Creation of a virtual environment for python[edit]

A virtual environment is a directory where all python libraries ( and python itself ) are copied,
this will allow to isolate from the system a python installation and all its libraries, in order to avoid problems like conflict/mismatch versions
of libraries, broken python source code during the execution, as all python system files are stored in a virtual environment then it eliminates all these problems.

The first thing to do is to create a virtual environment in your grid5000 home, there are 2 ways for creating a virtual environment:

  • with virtualenv command
  • or with anaconda

with virtualenv command[edit]

- connect to a grid5000 frontend :

Terminal.png outside:
ssh login@access.grid5000.fr

- go to Nancy grid5000 site:

Terminal.png inside:
ssh nancy

- creation of the virtual environment for python, here a directory name "venv" in your home will be created by virtualenv:

Terminal.png inside:
virtualenv /home/login/venv

- once your virtual environment is created you need to activate it :

Terminal.png inside:
source /home/login/venv/bin/activate

alternative syntax :

Terminal.png inside:
. /home/login/venv/bin/activate

when your virtual environment is activated you will notice that the prompt will change, like this ( I assume that "venv" is the name of your virtual environment ) :

  (venv) login@fnancy:~

with anaconda[edit]

- connect to a grid5000 frontend :

Terminal.png outside:
ssh login@access.grid5000.fr

- go to Nancy grid5000 site :

Terminal.png inside:
ssh nancy

We will use the light version of anaconda in order to save disk space : miniconda, download the last version of miniconda:

  • for python 2.7 version ( default version of python in grid5000 ) :
  • for python 3.6 version:

then make executable the script:

  • for python 2.7 version:
Terminal.png inside:
chmod +x Miniconda2-latest-Linux-x86_64.sh
  • for python 3.6 version:
Terminal.png inside:
chmod +x Miniconda3-latest-Linux-x86_64.sh

run the script for installing miniconda:

Terminal.png inside:
bash Miniconda2-latest-Linux-x86_64.sh

or this if you use the python 3.6 version:

Terminal.png inside:
bash Miniconda3-latest-Linux-x86_64.sh

your anaconda virtual environment will be activated by adding the bin path to $PATH environment variable:

Terminal.png inside:
export /home/login/miniconda2/bin:$PATH

or this if you use python 3.6 version:

Terminal.png inside:
export /home/login/miniconda3/bin:$PATH

Installation of deep learning software[edit]
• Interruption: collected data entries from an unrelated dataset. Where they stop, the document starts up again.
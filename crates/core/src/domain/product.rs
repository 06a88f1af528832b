use std::fmt;

use rust_decimal::Decimal;
use serde::{Deserialize, Serialize};

#[derive(Clone, Copy, Debug, PartialEq, Eq, Hash, PartialOrd, Ord, Serialize, Deserialize)]
pub struct ProductId(pub u64);

impl fmt::Display for ProductId {
    fn fmt(&self, f: &mut fmt::Formatter<'_>) -> fmt::Result {
        write!(f, "{}", self.0)
    }
}

impl From<u64> for ProductId {
    fn from(value: u64) -> Self {
        Self(value)
    }
}

/// Catalog metadata for a product as served by the inventory service.
///
/// Everything except `id` is display data and is carried through the cart untouched.
#[derive(Clone, Debug, PartialEq, Eq, Serialize, Deserialize)]
pub struct Product {
    pub id: ProductId,
    pub title: String,
    pub price: Decimal,
    pub image: String,
}

#[derive(Clone, Copy, Debug, PartialEq, Eq, Serialize, Deserialize)]
pub struct StockInfo {
    pub id: ProductId,
    pub amount: u32,
}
I assume that you have created a virtual environment for python, and you have activated it (see the previous section).

Note.png Note

You have to always activate your virtual environment before installing a python module or running a python script.

Installation of keras[edit]

Keras is a high-level neural networks API, written in python, which is used as a wrapper of theano, tensorflow or CNTK.
Keras allows to create deep learning experiments much more easily than using directly theano or tensorflow,
it's the recommended tool for beginners and even advanced users who don't want to deal and spend too much time with the complexity of low-level libraries as theano and tensorflow.

with pip[edit]

- keras can be installed with the pip command, directly in your virtual environment:

Terminal.png inside:
pip install keras

- if keras is already installed in your virtual environment and you want to update to the last version:

Terminal.png inside:
pip install keras --upgrade

- if you need a previous version of keras ( for example 1.2.0 version ) then use the "==" option followed by the version number:

Terminal.png inside:
pip install keras==1.2.0

with anaconda[edit]

check if you have added anaconda binary path in your $PATH ( see the previous section ), type this command:

Terminal.png inside:
which python

the output must contain the path of your anaconda installation ( something like /home/<login>/miniconda*/bin ), if it's ok then you can install keras:

Terminal.png inside:
conda install keras

Installation of theano[edit]

Theano is a low-level API for deep learning, written in python, it's an open-source symbolic tensor manipulation framework developed by LISA Lab at Université de Montréal,
it can be used by keras, it's automatically installed by keras as dependency,
but if it's not the case then you can install theano manually with pip command in your virtual environment:

with pip[edit]

Terminal.png inside:
pip install theano
Warning.png Warning

the pip installation of theano is not reliable,

an error occurs with keras due to the absence of pygpu python module, and it's not possible to install it with pip:
https://github.com/Theano/libgpuarray/issues/537

you have to install locally (in your grid5000 home) pygpu by following these instructions:
http://deeplearning.net/software/libgpuarray/installation.html

An alternative way is to install pygpu with anaconda, which is the recommended way.

with anaconda[edit]

Terminal.png inside:
conda install theano pygpu

Installation of tensorflow[edit]

Tensorflow is also a low-level API for deep learning, written in python, it's an open-source symbolic tensor manipulation framework developed by Google,
it can be used by keras, but it's not automatically installed by keras as dependency,

then you have to install it manually with pip command or anaconda:

with pip[edit]

Terminal.png inside:
pip install tensorflow-gpu

with anaconda[edit]

Terminal.png inside:
conda install tensorflow-gpu


Note.png Note

two versions of the package for tensorflow exist:

  • "tensorflow-gpu" which uses the GPU for computations
  • "tensorflow" which uses only the CPU
For grid5000 you have to pick the GPU version ( tensorflow-gpu ).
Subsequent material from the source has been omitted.